This project is a dive into BLE (Bluetooth Low Energy) within wearables. The goal is to produce a wearable in the form of a bracelet that tracks when in proximity to other bracelets of the same type and logs interactions. This functions as a system beyond existing social media, promoting physical interactions, as well as a way to track the interactions in your life and represent your connections with people through time.

While the overall goal of this project is the creation of a BLE bracelet, the primary goal at the moment is to allow two nRF52382 RF chips to register each other when in proximity. Once this is achieved, the system will be mounted within a bracelet and powered off of a LiPo battery. In the future, a mobile app could be created to sync and display the bracelet interaction data.

These were two initial prototypes built in Autodesk’s Fusion 360. The two boards were developed with the goal of low-power energy harvesting. Previous to the now refined goal of social interaction logging, these earlier prototypes simply served to teach myself PCB design and demonstrate the powering of LEDs via TEG plates.

After learning PCB design skills, I created a full-form BLE board. I used the NRF52832-QFAA-R microcontroller, which specializes in low-power RF and is a versatile platform. Additionally, I added an ADXL345BCCZ accelerometer for tap detection, and an M95P08-EXMNT/E EEPROM chip. The board also includes 3 LEDs for status display and a 2.4GHz radar chip 74889302450.

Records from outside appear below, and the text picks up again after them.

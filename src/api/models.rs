//! Type model endpoints
//!
//! Callers are trusted with `account`; per-account authorization is
//! enforced upstream.

use axum::{
    extract::{Path, State},
    http::StatusCode,
    routing::{get, post},
    Router,
};
use serde_json::Value;
use tracing::{debug, error};

use crate::api::middleware::RequireAccess;
use crate::api::state::AppState;
use crate::api::types::{Ack, AckContext, ApiError, Json};
use crate::domain::{IndexResult, Model, ModelResult};

/// Create model routes
pub fn create_models_router() -> Router<AppState> {
    Router::new()
        .route("/model/{account}/{id}", get(get_model))
        .route("/model/{account}", post(upsert_model))
        .route("/searchModels/{account}", post(search_models))
}

/// GET /model/{account}/{id}
pub async fn get_model(
    State(state): State<AppState>,
    RequireAccess(_): RequireAccess,
    ctx: AckContext,
    Path((account, id)): Path<(String, String)>,
) -> Result<Json<Ack<ModelResult>>, ApiError> {
    debug!(account = %account, id = %id, "Getting model");

    let result = state
        .model_repository
        .get_model(&account, &id)
        .await
        .map_err(|e| ApiError::from(e).with_context(&ctx))?;

    Ok(Json(ctx.send(StatusCode::OK, "ModelResult", result)))
}

/// POST /model/{account}
pub async fn upsert_model(
    State(state): State<AppState>,
    RequireAccess(_): RequireAccess,
    ctx: AckContext,
    Path(account): Path<String>,
    Json(model): Json<Model>,
) -> Result<Json<Ack<IndexResult>>, ApiError> {
    debug!(account = %account, machine_name = %model.machine_name(), "Upserting model");

    let result = state
        .model_repository
        .upsert_model(&account, model)
        .await
        .map_err(|e| {
            error!(error = %e, "Upsert failure");
            ApiError::from(e).with_context(&ctx)
        })?;

    Ok(Json(ctx.send(StatusCode::OK, "EsResult", result)))
}

/// POST /searchModels/{account}
///
/// Responds with the store's own status and body.
pub async fn search_models(
    State(state): State<AppState>,
    RequireAccess(_): RequireAccess,
    ctx: AckContext,
    Path(account): Path<String>,
    Json(query): Json<Value>,
) -> Result<(StatusCode, Json<Ack<Value>>), ApiError> {
    debug!(account = %account, "Searching models");

    let results = state
        .model_repository
        .search_models(&account, &query)
        .await
        .map_err(|e| ApiError::from(e).with_context(&ctx))?;

    let status = StatusCode::from_u16(results.status).unwrap_or(StatusCode::BAD_GATEWAY);

    Ok((status, Json(ctx.send(status, "SearchResults", results.body))))
}
//! Domain layer - Core business logic and entities

pub mod error;
pub mod model;

pub use error::DomainError;
pub use model::{
    make_model_template, models_index, models_template, validate_account,
    validate_machine_name, IndexResult, IndexTemplate, Model, ModelRepository, ModelResult,
    ReadIdPolicy, SearchResults, SegmentValidationError,
};
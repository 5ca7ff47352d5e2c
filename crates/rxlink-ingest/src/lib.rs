//! Drug table ingestion utilities.
//!
//! This crate loads a drug product CSV into a [`rxlink_model::DrugTable`] and
//! writes tables back out for the backup and augmented outputs.
//!
//! # Example
//!
//! ```ignore
//! use std::path::Path;
//! use rxlink_ingest::{read_drug_table, write_drug_table};
//!
//! let table = read_drug_table(Path::new("drugs_table_detailed.csv"))?;
//! write_drug_table(Path::new("drugs_table_detailed_backup_before_sources.csv"), &table)?;
//! ```

mod csv;
mod error;

// === Error Types ===
pub use error::{IngestError, Result};

// === CSV Reading / Writing ===
pub use self::csv::{read_drug_table, write_drug_table};
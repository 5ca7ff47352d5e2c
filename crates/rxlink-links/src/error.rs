//! Error types for source configuration loading.

use std::path::PathBuf;
use thiserror::Error;

#[derive(Debug, Error)]
#[non_exhaustive]
pub enum LinkError {
    /// Sources config file could not be read.
    #[error("failed to read sources config {path}: {source}")]
    ConfigRead {
        path: PathBuf,
        #[source]
        source: std::io::Error,
    },

    /// Sources config file is not a valid JSON object of base URLs.
    #[error("invalid sources config {path}: {source}")]
    ConfigParse {
        path: PathBuf,
        #[source]
        source: serde_json::Error,
    },
}

pub type Result<T> = std::result::Result<T, LinkError>;
//! CSV reading and writing utilities.

mod header;
mod reader;
mod writer;

pub use reader::read_drug_table;
pub use writer::write_drug_table;
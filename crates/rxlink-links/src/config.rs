//! Loading source base URLs from a JSON file.

use std::path::Path;

use tracing::debug;

use crate::error::{LinkError, Result};
use crate::sources::SourceBases;

/// Reads a JSON object of base URLs. Omitted keys keep their defaults.
///
/// ```json
/// { "farmalog": "https://farmalog.example.org" }
/// ```
pub fn load_source_bases(path: &Path) -> Result<SourceBases> {
    let contents = std::fs::read_to_string(path).map_err(|e| LinkError::ConfigRead {
        path: path.to_path_buf(),
        source: e,
    })?;
    let bases: SourceBases =
        serde_json::from_str(&contents).map_err(|e| LinkError::ConfigParse {
            path: path.to_path_buf(),
            source: e,
        })?;
    debug!(path = %path.display(), ?bases, "loaded source bases");
    Ok(bases)
}

#[cfg(test)]
mod tests {
    use super::*;
    use crate::sources::{FARMALOG_BASE, PUBCHEM_BASE};

    #[test]
    fn partial_config_keeps_defaults() {
        let dir = tempfile::tempdir().unwrap();
        let path = dir.path().join("sources.json");
        std::fs::write(&path, r#"{ "farmalog": "https://farmalog.example.org" }"#).unwrap();

        let bases = load_source_bases(&path).unwrap();
        assert_eq!(bases.farmalog, "https://farmalog.example.org");
        assert_eq!(bases.pubchem, PUBCHEM_BASE);
        assert_ne!(bases.farmalog, FARMALOG_BASE);
    }

    #[test]
    fn unknown_key_is_rejected() {
        let dir = tempfile::tempdir().unwrap();
        let path = dir.path().join("sources.json");
        std::fs::write(&path, r#"{ "drugbank": "https://example.org" }"#).unwrap();

        let result = load_source_bases(&path);
        assert!(matches!(result, Err(LinkError::ConfigParse { .. })));
    }

    #[test]
    fn missing_file_is_a_read_error() {
        let dir = tempfile::tempdir().unwrap();
        let result = load_source_bases(&dir.path().join("absent.json"));
        assert!(matches!(result, Err(LinkError::ConfigRead { .. })));
    }
}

I purchased the board from OSHPark, and bought the components from Digikey. At home, I laser-cut a solder-paste stencil from mylar and sintered the chips in a homemade reflow toaster oven.

Unfortunately, this board didn’t work. It had flaws in the design, such as the chip antenna being completely botched and untuned. Additionally, the laser-cut mylar solder-paste stencil had poor tolerance and deposited too much solder paste due to kerf.

Incorporating lessons learned from the prior boards, I created the Clasp board V2.0. This new board kept the NRF52832-QFAA-R microcontroller and ADXL345BCCZ accelerometer, but added many improvements. This new model uses an NPM1300 low-energy power regulation chip, supports LiPo batteries, and allows charging via USB-C. Instead of a chip antenna, a PCB trace antenna was used, and the EEPROM was scaled down into a smaller chip.

This board worked well and was a good platform for the NRF52832. It was able to run the NRF examples and showcased full functionality.